Ralph Ellison published just one novel during his lifetime, "The Invisible Man."
But it was enough to win the 1953 National Book Award, beating out competition that included Ernest Hemingway's "The Old Man and the Sea" and John Steinbeck's "East of Eden."
Ellison, an Oklahoma native whose father died when he was 3, went on to earn two presidential medals and election to the American Academy of Arts and Letters but, despite his best efforts, he never published a second novel - a failure that haunted him for the rest of his life.
Arnold Rampersad has come to know this enigmatic figure, both revered and reviled during his lifetime. His latest book, "Ralph Ellison: A Biography," has been described as the definitive account of the writer. He was the first scholar given complete access to Ellison's papers, and the result, critics say, is a complex, authoritative portrait of an unusual artist and human being.

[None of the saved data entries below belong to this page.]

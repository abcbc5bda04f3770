//! Configuration store: typed access to the configuration document.

use crate::app_config::entity::{DialogConfig, FieldGroup, GameConfig};
use crate::error::LoadError;
use crate::resources::ResourceBundle;
use std::collections::HashMap;
use tracing::{error, info};

/// Placeholder returned by [`ConfigStore::text`] for an unknown key.
pub fn missing_config_text(key: &str) -> String {
    format!("[config text missing: {}]", key)
}

type FieldMap = HashMap<&'static str, String>;

/// Read-only view over a loaded configuration document.
///
/// Built once; lookups never fail. Unknown text keys resolve to
/// `[config text missing: <key>]`, unknown path keys to `""`.
#[derive(Debug, Default)]
pub struct ConfigStore {
    document: GameConfig,
    audio: FieldMap,
    text: FieldMap,
    resource: FieldMap,
    load_error: Option<LoadError>,
}

impl ConfigStore {
    /// Load and parse the document at `logical_path`.
    ///
    /// A missing or malformed document is logged once and yields an empty
    /// store; the error stays available through [`load_error`].
    ///
    /// [`load_error`]: ConfigStore::load_error
    pub fn load(bundle: &dyn ResourceBundle, logical_path: &str) -> Self {
        let result = bundle.load_text(logical_path).and_then(|text| {
            serde_json::from_str::<GameConfig>(&text).map_err(|e| LoadError::ParseFailure {
                path: logical_path.to_string(),
                reason: e.to_string(),
            })
        });

        match result {
            Ok(document) => {
                let store = Self::from_document(document);
                info!(
                    "Configuration loaded from {}: {} audio, {} text, {} resource fields, dialog {}",
                    logical_path,
                    store.audio.len(),
                    store.text.len(),
                    store.resource.len(),
                    if store.document.dialog_config.is_some() {
                        "present"
                    } else {
                        "absent"
                    }
                );
                store
            }
            Err(e) => {
                error!("Configuration unavailable, using placeholders: {}", e);
                Self {
                    load_error: Some(e),
                    ..Self::default()
                }
            }
        }
    }

    /// Parse a JSON document already in memory.
    pub fn from_json(json: &str) -> Result<Self, LoadError> {
        let document = serde_json::from_str::<GameConfig>(json).map_err(|e| {
            LoadError::ParseFailure {
                path: "<memory>".to_string(),
                reason: e.to_string(),
            }
        })?;
        Ok(Self::from_document(document))
    }

    pub fn from_document(document: GameConfig) -> Self {
        Self {
            audio: field_map(document.audio_config.as_ref()),
            text: field_map(document.text_config.as_ref()),
            resource: field_map(document.resource_config.as_ref()),
            document,
            load_error: None,
        }
    }

    /// Configured text, or `[config text missing: <key>]`.
    pub fn text(&self, key: &str) -> String {
        self.text
            .get(key)
            .cloned()
            .unwrap_or_else(|| missing_config_text(key))
    }

    /// Audio clip path, or `""`.
    pub fn audio_path(&self, key: &str) -> String {
        self.audio.get(key).cloned().unwrap_or_default()
    }

    /// Resource path, or `""`.
    pub fn resource_path(&self, key: &str) -> String {
        self.resource.get(key).cloned().unwrap_or_default()
    }

    /// Dialog parameters; zeroes and empty strings when not configured.
    pub fn dialog(&self) -> DialogConfig {
        self.document.dialog_config.clone().unwrap_or_default()
    }

    pub fn document(&self) -> &GameConfig {
        &self.document
    }

    /// Number of configured `(audio, text, resource)` fields.
    pub fn field_counts(&self) -> (usize, usize, usize) {
        (self.audio.len(), self.text.len(), self.resource.len())
    }

    pub fn is_loaded(&self) -> bool {
        self.load_error.is_none()
    }

    pub fn load_error(&self) -> Option<&LoadError> {
        self.load_error.as_ref()
    }
}

fn field_map<G: FieldGroup>(group: Option<&G>) -> FieldMap {
    group
        .map(|group| {
            group
                .fields()
                .into_iter()
                .filter_map(|(name, value)| value.map(|v| (name, v.to_string())))
                .collect()
        })
        .unwrap_or_default()
}
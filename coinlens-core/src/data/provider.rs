//! Market data provider trait and structured error types.
//!
//! The MarketDataProvider trait abstracts over data sources (CoinGecko HTTP,
//! local JSON snapshot) so the pipeline can run offline and be mocked in tests.

use serde::{Deserialize, Serialize};
use thiserror::Error;

/// One undecoded object from the upstream response. May carry arbitrary extra fields.
pub type RawRecord = serde_json::Map<String, serde_json::Value>;

/// Query parameters for a markets snapshot request.
#[derive(Debug, Clone, PartialEq, Eq, Serialize, Deserialize)]
pub struct MarketQuery {
    pub vs_currency: String,
    pub order: String,
    pub per_page: u32,
    pub page: u32,
    pub sparkline: bool,
}

impl Default for MarketQuery {
    fn default() -> Self {
        Self {
            vs_currency: "usd".into(),
            order: "market_cap_desc".into(),
            per_page: 50,
            page: 1,
            sparkline: false,
        }
    }
}

impl MarketQuery {
    /// Query string pairs, in a stable order.
    pub fn params(&self) -> Vec<(&'static str, String)> {
        vec![
            ("vs_currency", self.vs_currency.clone()),
            ("order", self.order.clone()),
            ("per_page", self.per_page.to_string()),
            ("page", self.page.to_string()),
            ("sparkline", self.sparkline.to_string()),
        ]
    }
}

/// Structured error types for fetch operations.
#[derive(Debug, Error)]
pub enum FetchError {
    #[error("network unreachable: {0}")]
    NetworkUnreachable(String),

    #[error("HTTP status {status}")]
    Status { status: u16 },

    #[error("response could not be decoded: {0}")]
    Decode(String),

    #[error("snapshot file error: {0}")]
    Io(String),
}

/// Where the records came from.
#[derive(Debug, Clone, Copy, PartialEq, Eq, Serialize, Deserialize)]
pub enum DataSource {
    CoinGecko,
    JsonFile,
}

/// Result of a successful fetch. `records` may be empty.
#[derive(Debug, Clone)]
pub struct FetchResult {
    pub records: Vec<RawRecord>,
    pub source: DataSource,
}

/// Trait for market data providers.
pub trait MarketDataProvider {
    /// Human-readable name of this provider.
    fn name(&self) -> &str;

    /// Fetch one snapshot. A non-success upstream status is an error, not an empty result.
    fn fetch(&self, query: &MarketQuery) -> Result<FetchResult, FetchError>;
}

#[cfg(test)]
mod tests {
    use super::*;

    #[test]
    fn default_query_matches_snapshot_parameters() {
        let params = MarketQuery::default().params();
        assert_eq!(
            params,
            vec![
                ("vs_currency", "usd".to_string()),
                ("order", "market_cap_desc".to_string()),
                ("per_page", "50".to_string()),
                ("page", "1".to_string()),
                ("sparkline", "false".to_string()),
            ]
        );
    }

    #[test]
    fn status_error_displays_code() {
        let err = FetchError::Status { status: 429 };
        assert_eq!(err.to_string(), "HTTP status 429");
    }
}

Rampersad, a humanities and English professor at Stanford University who also wrote a two-volume biography of Langston Hughes, will speak on "The Enigma of Ralph Ellison" at 7:30 p.m. today at Kansas University's Spencer Museum of Art, 1301 Miss. Chancellor Robert Hemenway will introduce Rampersad.
The lecture - among the events planned in conjunction with the Spencer Museum of Art's exhibition celebrating "Aaron Douglas: African American Modernist" - is free and open to the public.